Cotford St Luke is a village and civil parish in the district of Somerset West and Taunton, Somerset, England. Cotford St Luke is a new village that was established following the closure of Tone Vale Hospital and Cotford Asylum in the 1990s. The old asylum buildings were converted into housing commencing in the late 1990s.

Amenities and landmarks
The former hospital St Luke's chapel, which is a Grade II listed building built in the 1890s, was converted into a public house/restaurant and opened on 13 July 2008, after being derelict for 18 years. The pub closed in May 2011 and subsequently re-opened on 16 November 2012 under new ownership. It is called The Chapel.

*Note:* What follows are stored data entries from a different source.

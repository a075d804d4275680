use std::collections::HashSet;
use std::sync::Arc;

use chrono::{DateTime, Utc};
use serde::{Deserialize, Serialize};
use tracing::{info, warn};
use uuid::Uuid;

use crate::llm_client::GenerationClient;
use crate::models::profile::{DocumentBody, DocumentRole, WorkExperience};
use crate::models::resume::{
    NewSavedResult, ProjectEntry, ResumeStructure, SavedResult, SkillCategory, StaticProfile,
};
use crate::pipeline::stages::{self, derive_summary};
use crate::pipeline::state::{
    reduce, RunEvent, RunMode, RunOutcome, RunState, Stage, StageErrors, StageKind,
};
use crate::pipeline::{OptimizationRequest, PipelineError, RunInputs};
use crate::profile::{clean_bullets, FileStore, ProfileStore};

/// A non-fatal observation made while post-processing a stage.
#[derive(Debug, Clone, PartialEq, Serialize)]
pub struct RunWarning {
    pub stage: StageKind,
    pub message: String,
}

#[derive(Debug, Clone, Default)]
struct RunOutputs {
    summary: String,
    work_experience: Vec<WorkExperience>,
    projects: Vec<ProjectEntry>,
    skills: Vec<SkillCategory>,
    cover_letter: String,
}

/// One optimization session. Owned by whoever holds its lock; never shared
/// between runs.
#[derive(Debug)]
pub struct PipelineSession {
    id: Uuid,
    inputs: RunInputs,
    state: RunState,
    outputs: RunOutputs,
    warnings: Vec<RunWarning>,
    created_at: DateTime<Utc>,
}

impl PipelineSession {
    pub fn id(&self) -> Uuid {
        self.id
    }

    #[cfg(test)]
    pub fn state(&self) -> &RunState {
        &self.state
    }

    pub fn company_name(&self) -> &str {
        self.inputs.request.company_name.trim()
    }

    pub fn cover_letter(&self) -> &str {
        &self.outputs.cover_letter
    }

    /// Returns the run to idle and drops everything it produced.
    pub fn reset(&mut self) -> Result<(), PipelineError> {
        self.apply(RunEvent::Reset)?;
        self.outputs = RunOutputs::default();
        self.warnings.clear();
        Ok(())
    }

    fn apply(&mut self, event: RunEvent) -> Result<(), PipelineError> {
        self.state = reduce(&self.state, event)?;
        Ok(())
    }

    fn warn(&mut self, stage: StageKind, messages: Vec<String>) {
        self.warnings
            .extend(messages.into_iter().map(|message| RunWarning { stage, message }));
    }
}

/// Everything the client needs to render a run.
#[derive(Debug, Clone, Serialize)]
#[serde(rename_all = "camelCase")]
pub struct RunSnapshot {
    pub id: Uuid,
    pub job_title: String,
    pub company_name: String,
    pub stage: Stage,
    pub mode: RunMode,
    pub outcome: RunOutcome,
    pub stage_errors: StageErrors,
    pub warnings: Vec<RunWarning>,
    pub resume: ResumeStructure,
    pub cover_letter: String,
    pub ready_to_save: bool,
    pub created_at: DateTime<Utc>,
}

/// User edits to a finished draft. Absent fields are left as they are.
#[derive(Debug, Clone, Default, Deserialize)]
#[serde(rename_all = "camelCase")]
pub struct DraftEdit {
    pub summary: Option<String>,
    pub work_experience: Option<Vec<WorkExperience>>,
    pub projects: Option<Vec<ProjectEntry>>,
    pub skills: Option<Vec<SkillCategory>>,
    pub cover_letter: Option<String>,
}

/// Drives sessions through the stage table. Collaborators are injected at
/// construction; the orchestrator itself holds no run state.
#[derive(Clone)]
pub struct Orchestrator {
    generator: GenerationClient,
    store: Arc<dyn ProfileStore>,
    files: FileStore,
    profile: Arc<StaticProfile>,
}

impl Orchestrator {
    pub fn new(
        generator: GenerationClient,
        store: Arc<dyn ProfileStore>,
        files: FileStore,
        profile: Arc<StaticProfile>,
    ) -> Self {
        Self {
            generator,
            store,
            files,
            profile,
        }
    }

    pub fn static_profile(&self) -> &StaticProfile {
        &self.profile
    }

    /// Validates the request and loads the profile data a run reads.
    /// No generation call is made here.
    pub async fn prepare(
        &self,
        request: OptimizationRequest,
    ) -> Result<PipelineSession, PipelineError> {
        request.validate()?;

        let work_experiences = self.store.list_work_experiences().await?;
        let all_projects = self.store.list_projects().await?;
        let mut seen = HashSet::new();
        let mut projects = Vec::new();
        for id in &request.selected_project_ids {
            if !seen.insert(id.as_str()) {
                continue;
            }
            let project = all_projects
                .iter()
                .find(|p| &p.id == id)
                .ok_or_else(|| {
                    PipelineError::Validation(format!("Selected project {id} does not exist"))
                })?;
            projects.push(project.clone());
        }
        let skills = self.store.list_skills().await?;

        let inspiration = match &request.inspiration_document_id {
            Some(id) => Some(self.load_inspiration(id).await?),
            None => None,
        };

        let session = PipelineSession {
            id: Uuid::new_v4(),
            inputs: RunInputs {
                request,
                work_experiences,
                projects,
                skills,
                inspiration,
            },
            state: RunState::default(),
            outputs: RunOutputs::default(),
            warnings: Vec::new(),
            created_at: Utc::now(),
        };
        info!(
            "Prepared run {} for {} at {} ({} work entries, {} projects, {} skills)",
            session.id,
            session.inputs.request.job_title.trim(),
            session.company_name(),
            session.inputs.work_experiences.len(),
            session.inputs.projects.len(),
            session.inputs.skills.len()
        );
        Ok(session)
    }

    async fn load_inspiration(&self, id: &str) -> Result<String, PipelineError> {
        let document = self.store.get_document(id).await?;
        if document.role != DocumentRole::CoverLetter {
            return Err(PipelineError::Validation(format!(
                "Document {id} is not a cover letter"
            )));
        }
        match document.body {
            DocumentBody::Text { content } => Ok(content),
            DocumentBody::Binary { storage_ref } => {
                Ok(self.files.extract_text(&storage_ref).await?)
            }
        }
    }

    /// The full initial run: bullets, then skills, then cover letter.
    pub async fn run(&self, session: &mut PipelineSession) -> Result<(), PipelineError> {
        session.apply(RunEvent::Start)?;
        self.drive(session).await
    }

    /// Re-runs one stage. A bullets retry re-chains through the later stages.
    pub async fn retry(
        &self,
        session: &mut PipelineSession,
        stage: StageKind,
    ) -> Result<(), PipelineError> {
        session.apply(RunEvent::Retry(stage))?;
        info!("Run {}: retrying {}", session.id, stage.as_str());
        self.drive(session).await
    }

    async fn drive(&self, session: &mut PipelineSession) -> Result<(), PipelineError> {
        while let Some(kind) = session.state.active_stage() {
            session.warnings.retain(|w| w.stage != kind);

            let outcome = match kind {
                StageKind::Bullets => {
                    match stages::optimize_bullets(&self.generator, &session.inputs).await {
                        Ok(output) => {
                            session.outputs.summary = derive_summary(&output.work_experience);
                            session.outputs.work_experience = output.work_experience;
                            session.outputs.projects = output.projects;
                            session.warn(kind, output.warnings);
                            Ok(())
                        }
                        Err(failure) => Err(failure),
                    }
                }
                StageKind::Skills => {
                    match stages::categorize_skills(&self.generator, &session.inputs).await {
                        Ok(output) => {
                            session.outputs.skills = output.categories;
                            session.warn(kind, output.warnings);
                            Ok(())
                        }
                        Err(failure) => Err(failure),
                    }
                }
                StageKind::CoverLetter => stages::write_cover_letter(
                    &self.generator,
                    &session.inputs,
                    &session.outputs.work_experience,
                    &session.outputs.projects,
                )
                .await
                .map(|letter| session.outputs.cover_letter = letter),
            };

            let event = match outcome {
                Ok(()) => {
                    info!("Run {}: {} succeeded", session.id, kind.as_str());
                    RunEvent::Succeeded(kind)
                }
                Err(failure) => {
                    warn!(
                        "Run {}: {} failed ({:?}): {}",
                        session.id,
                        kind.as_str(),
                        failure.kind,
                        failure.message
                    );
                    RunEvent::Failed(kind, failure)
                }
            };
            session.apply(event)?;
        }

        info!(
            "Run {} settled at {} ({:?})",
            session.id,
            session.state.stage,
            session.state.outcome()
        );
        Ok(())
    }

    /// Applies user edits to a completed draft. Identity fields and entry
    /// counts must match the generated draft.
    pub fn apply_draft(
        &self,
        session: &mut PipelineSession,
        edit: DraftEdit,
    ) -> Result<(), PipelineError> {
        if session.state.stage != Stage::Complete {
            return Err(PipelineError::Validation(
                "The draft can only be edited once the run is complete".to_string(),
            ));
        }

        let work_experience = edit
            .work_experience
            .map(|edited| check_work_edit(&session.outputs.work_experience, edited))
            .transpose()?;
        let projects = edit
            .projects
            .map(|edited| check_project_edit(&session.outputs.projects, edited))
            .transpose()?;

        if let Some(summary) = edit.summary {
            session.outputs.summary = summary.trim().to_string();
        }
        if let Some(work_experience) = work_experience {
            session.outputs.work_experience = work_experience;
        }
        if let Some(projects) = projects {
            session.outputs.projects = projects;
        }
        if let Some(skills) = edit.skills {
            session.outputs.skills = skills
                .into_iter()
                .filter(|c| !c.title.trim().is_empty() && !c.items.trim().is_empty())
                .collect();
        }
        if let Some(cover_letter) = edit.cover_letter {
            session.outputs.cover_letter = cover_letter.trim().to_string();
        }
        info!("Run {}: draft edited", session.id);
        Ok(())
    }

    /// Assembles the resume from the current outputs and the static profile.
    pub fn resume(&self, session: &PipelineSession) -> ResumeStructure {
        ResumeStructure {
            summary: session.outputs.summary.clone(),
            education: self.profile.education.clone(),
            work_experience: session.outputs.work_experience.clone(),
            projects: session.outputs.projects.clone(),
            skills: session.outputs.skills.clone(),
            links: self.profile.links.clone(),
        }
    }

    fn save_blocker(&self, session: &PipelineSession, resume: &ResumeStructure) -> Option<String> {
        if session.state.stage != Stage::Complete {
            return Some(format!(
                "Cannot save while the run is {}",
                session.state.stage
            ));
        }
        if let Some(section) = resume.missing_section() {
            return Some(format!(
                "Cannot save: the {section} section is empty; retry that stage first"
            ));
        }
        if session.outputs.cover_letter.trim().is_empty() {
            return Some(
                "Cannot save: the cover letter is empty; retry the cover-letter stage or write one"
                    .to_string(),
            );
        }
        None
    }

    /// Persists a new, independent snapshot of the run.
    pub async fn save(&self, session: &PipelineSession) -> Result<SavedResult, PipelineError> {
        let resume = self.resume(session);
        if let Some(reason) = self.save_blocker(session, &resume) {
            return Err(PipelineError::Validation(reason));
        }

        let saved = self
            .store
            .add_result(NewSavedResult {
                job_title: session.inputs.request.job_title.trim().to_string(),
                company_name: session.company_name().to_string(),
                resume,
                cover_letter: session.outputs.cover_letter.clone(),
            })
            .await?;
        info!("Run {} saved as {}", session.id, saved.id);
        Ok(saved)
    }

    pub fn snapshot(&self, session: &PipelineSession) -> RunSnapshot {
        let resume = self.resume(session);
        let ready_to_save = self.save_blocker(session, &resume).is_none();
        RunSnapshot {
            id: session.id,
            job_title: session.inputs.request.job_title.trim().to_string(),
            company_name: session.company_name().to_string(),
            stage: session.state.stage,
            mode: session.state.mode,
            outcome: session.state.outcome(),
            stage_errors: session.state.errors.clone(),
            warnings: session.warnings.clone(),
            resume,
            cover_letter: session.outputs.cover_letter.clone(),
            ready_to_save,
            created_at: session.created_at,
        }
    }
}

Dene Barton Community Hospital is a modern hospital located in the village, and has 40 beds for elderly patients needing acute care or rehabilitation.

The village also has a small supermarket and a community centre/village hall.

St Luke's Centre was opened by the Bishop of Bath and Wells on 21 October 2019 as a Parish Centre of worship and a community Hub for the village of Cotford St. Luke.

Schools 
Cotford St Luke Community Primary School is situated on the edge of the village. It was built on what were the grounds of the asylum playing fields and opened in September 2003.  The school has 10 classes and caters for children from 4 to 11 years, with a pre-school on site for children from the age of 3 years.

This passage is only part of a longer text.